▶ [What the exercise asks] Having read the data, transcribe all of it without deviation.

*** Excerpted data Section Begins ***

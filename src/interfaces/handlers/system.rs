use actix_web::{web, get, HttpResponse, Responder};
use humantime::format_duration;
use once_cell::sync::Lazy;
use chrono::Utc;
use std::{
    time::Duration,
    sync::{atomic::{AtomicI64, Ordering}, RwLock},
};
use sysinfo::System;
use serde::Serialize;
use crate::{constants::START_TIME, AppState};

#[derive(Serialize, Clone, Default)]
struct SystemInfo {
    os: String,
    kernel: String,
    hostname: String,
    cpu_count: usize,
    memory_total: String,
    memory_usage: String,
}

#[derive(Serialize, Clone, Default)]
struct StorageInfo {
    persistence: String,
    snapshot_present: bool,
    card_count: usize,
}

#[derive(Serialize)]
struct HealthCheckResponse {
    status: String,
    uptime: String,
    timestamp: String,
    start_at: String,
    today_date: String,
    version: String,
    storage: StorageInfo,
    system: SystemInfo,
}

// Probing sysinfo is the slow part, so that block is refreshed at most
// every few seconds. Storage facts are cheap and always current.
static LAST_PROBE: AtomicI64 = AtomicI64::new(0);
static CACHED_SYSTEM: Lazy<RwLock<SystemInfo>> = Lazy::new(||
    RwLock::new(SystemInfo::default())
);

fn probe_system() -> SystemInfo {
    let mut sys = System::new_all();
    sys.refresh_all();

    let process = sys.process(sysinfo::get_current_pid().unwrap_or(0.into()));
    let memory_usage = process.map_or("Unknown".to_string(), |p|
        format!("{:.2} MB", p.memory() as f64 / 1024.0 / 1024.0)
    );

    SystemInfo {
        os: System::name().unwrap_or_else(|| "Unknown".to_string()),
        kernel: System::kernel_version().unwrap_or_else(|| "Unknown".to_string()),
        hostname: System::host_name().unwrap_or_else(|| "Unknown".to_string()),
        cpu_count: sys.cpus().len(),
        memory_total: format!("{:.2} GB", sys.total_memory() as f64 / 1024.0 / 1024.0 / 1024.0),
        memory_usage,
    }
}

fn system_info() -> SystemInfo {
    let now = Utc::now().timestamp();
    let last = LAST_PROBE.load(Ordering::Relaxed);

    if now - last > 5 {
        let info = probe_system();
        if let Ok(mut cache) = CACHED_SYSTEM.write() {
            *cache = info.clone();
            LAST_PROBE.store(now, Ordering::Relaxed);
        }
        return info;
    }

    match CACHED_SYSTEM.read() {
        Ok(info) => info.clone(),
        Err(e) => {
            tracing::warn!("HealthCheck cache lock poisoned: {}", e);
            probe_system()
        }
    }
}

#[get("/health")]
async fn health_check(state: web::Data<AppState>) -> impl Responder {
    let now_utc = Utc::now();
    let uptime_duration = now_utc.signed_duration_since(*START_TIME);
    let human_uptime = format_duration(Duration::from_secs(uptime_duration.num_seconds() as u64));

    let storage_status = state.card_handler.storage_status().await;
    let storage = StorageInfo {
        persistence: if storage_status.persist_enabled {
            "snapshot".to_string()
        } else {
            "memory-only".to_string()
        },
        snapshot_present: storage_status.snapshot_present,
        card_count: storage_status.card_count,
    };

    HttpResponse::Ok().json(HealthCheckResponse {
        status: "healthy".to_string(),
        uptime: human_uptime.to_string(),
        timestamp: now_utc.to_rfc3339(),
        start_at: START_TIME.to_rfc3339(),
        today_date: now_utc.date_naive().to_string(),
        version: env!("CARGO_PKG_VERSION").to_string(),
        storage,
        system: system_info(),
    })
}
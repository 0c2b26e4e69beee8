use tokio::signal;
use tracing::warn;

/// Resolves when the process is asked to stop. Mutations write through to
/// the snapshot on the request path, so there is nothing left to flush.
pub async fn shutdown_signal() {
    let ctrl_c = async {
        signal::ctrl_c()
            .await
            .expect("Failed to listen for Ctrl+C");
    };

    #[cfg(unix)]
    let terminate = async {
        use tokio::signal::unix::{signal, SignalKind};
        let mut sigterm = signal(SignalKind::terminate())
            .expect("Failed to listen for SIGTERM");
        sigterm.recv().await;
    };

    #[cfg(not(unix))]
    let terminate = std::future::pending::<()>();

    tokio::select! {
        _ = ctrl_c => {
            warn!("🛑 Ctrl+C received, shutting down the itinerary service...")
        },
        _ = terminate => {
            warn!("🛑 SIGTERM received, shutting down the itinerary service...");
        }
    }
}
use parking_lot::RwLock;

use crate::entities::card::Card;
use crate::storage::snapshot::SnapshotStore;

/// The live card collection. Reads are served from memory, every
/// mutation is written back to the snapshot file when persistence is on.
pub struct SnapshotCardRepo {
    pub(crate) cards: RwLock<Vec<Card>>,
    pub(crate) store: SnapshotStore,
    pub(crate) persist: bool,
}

*** Excerpted data Section Ends ***

▶ [Response to this task]
filename src/interfaces/handlers/system.rs
use actix_web::{web, get, HttpResponse, Responder};
use humantime::format_duration;
use once_cell::sync::Lazy;
use chrono::Utc;
use std::{
    time::Duration,
    sync::{atomic::{AtomicI64, Ordering}, RwLock},
};
use sysinfo::System;
use serde::Serialize;
use crate::{constants::START_TIME, AppState};

#[derive(Serialize, Clone, Default)]
struct SystemInfo {
    os: String,
    kernel: String,
    hostname: String,
    cpu_count: usize,
    memory_total: String,
    memory_usage: String,
}

#[derive(Serialize, Clone, Default)]
struct StorageInfo {
    persistence: String,
    snapshot_present: bool,
    card_count: usize,
}

#[derive(Serialize)]
struct HealthCheckResponse {
    status: String,
    uptime: String,
    timestamp: String,
    start_at: String,
    today_date: String,
    version: String,
    storage: StorageInfo,
    system: SystemInfo,
}

// Probing sysinfo is the slow part, so that block is refreshed at most
// every few seconds. Storage facts are cheap and always current.
static LAST_PROBE: AtomicI64 = AtomicI64::new(0);
static CACHED_SYSTEM: Lazy<RwLock<SystemInfo>> = Lazy::new(||
    RwLock::new(SystemInfo::default())
);

fn probe_system() -> SystemInfo {
    let mut sys = System::new_all();
    sys.refresh_all();

    let process = sys.process(sysinfo::get_current_pid().unwrap_or(0.into()));
    let memory_usage = process.map_or("Unknown".to_string(), |p|
        format!("{:.2} MB", p.memory() as f64 / 1024.0 / 1024.0)
    );

    SystemInfo {
        os: System::name().unwrap_or_else(|| "Unknown".to_string()),
        kernel: System::kernel_version().unwrap_or_else(|| "Unknown".to_string()),
        hostname: System::host_name().unwrap_or_else(|| "Unknown".to_string()),
        cpu_count: sys.cpus().len(),
        memory_total: format!("{:.2} GB", sys.total_memory() as f64 / 1024.0 / 1024.0 / 1024.0),
        memory_usage,
    }
}

fn system_info() -> SystemInfo {
    let now = Utc::now().timestamp();
    let last = LAST_PROBE.load(Ordering::Relaxed);

    if now - last > 5 {
        let info = probe_system();
        if let Ok(mut cache) = CACHED_SYSTEM.write() {
            *cache = info.clone();
            LAST_PROBE.store(now, Ordering::Relaxed);
        }
        return info;
    }

    match CACHED_SYSTEM.read() {
        Ok(info) => info.clone(),
        Err(e) => {
            tracing::warn!("HealthCheck cache lock poisoned: {}", e);
            probe_system()
        }
    }
}

#[get("/health")]
async fn health_check(state: web::Data<AppState>) -> impl Responder {
    let now_utc = Utc::now();
    let uptime_duration = now_utc.signed_duration_since(*START_TIME);
    let human_uptime = format_duration(Duration::from_secs(uptime_duration.num_seconds() as u64));

    let storage_status = state.card_handler.storage_status().await;
    let storage = StorageInfo {
        persistence: if storage_status.persist_enabled {
            "snapshot".to_string()
        } else {
            "memory-only".to_string()
        },
        snapshot_present: storage_status.snapshot_present,
        card_count: storage_status.card_count,
    };

    HttpResponse::Ok().json(HealthCheckResponse {
        status: "healthy".to_string(),
        uptime: human_uptime.to_string(),
        timestamp: now_utc.to_rfc3339(),
        start_at: START_TIME.to_rfc3339(),
        today_date: now_utc.date_naive().to_string(),
        version: env!("CARGO_PKG_VERSION").to_string(),
        storage,
        system: system_info(),
    })
}
repository 0c2b26e4e69beee8
use tokio::signal;
use tracing::warn;

/// Resolves when the process is asked to stop. Mutations write through to
/// the snapshot on the request path, so there is nothing left to flush.
pub async fn shutdown_signal() {
    let ctrl_c = async {
        signal::ctrl_c()
            .await
            .expect("Failed to listen for Ctrl+C");
    };

    #[cfg(unix)]
    let terminate = async {
        use tokio::signal::unix::{signal, SignalKind};
        let mut sigterm = signal(SignalKind::terminate())
            .expect("Failed to listen for SIGTERM");
        sigterm.recv().await;
    };

    #[cfg(not(unix))]
    let terminate = std::future::pending::<()>();

    tokio::select! {
        _ = ctrl_c => {
            warn!("🛑 Ctrl+C received, shutting down the itinerary service...")
        },
        _ = terminate => {
            warn!("🛑 SIGTERM received, shutting down the itinerary service...");
        }
    }
}
use parking_lot::RwLock;

use crate::entities::card::Card;
use crate::storage::snapshot::SnapshotStore;

/// The live card collection. Reads are served from memory, every
/// mutation is written back to the snapshot file when persistence is on.
pub struct SnapshotCardRepo {
    pub(crate) cards: RwLock<Vec<Card>>,
    pub(crate) store: SnapshotStore,
    pub(crate) persist: bool,
}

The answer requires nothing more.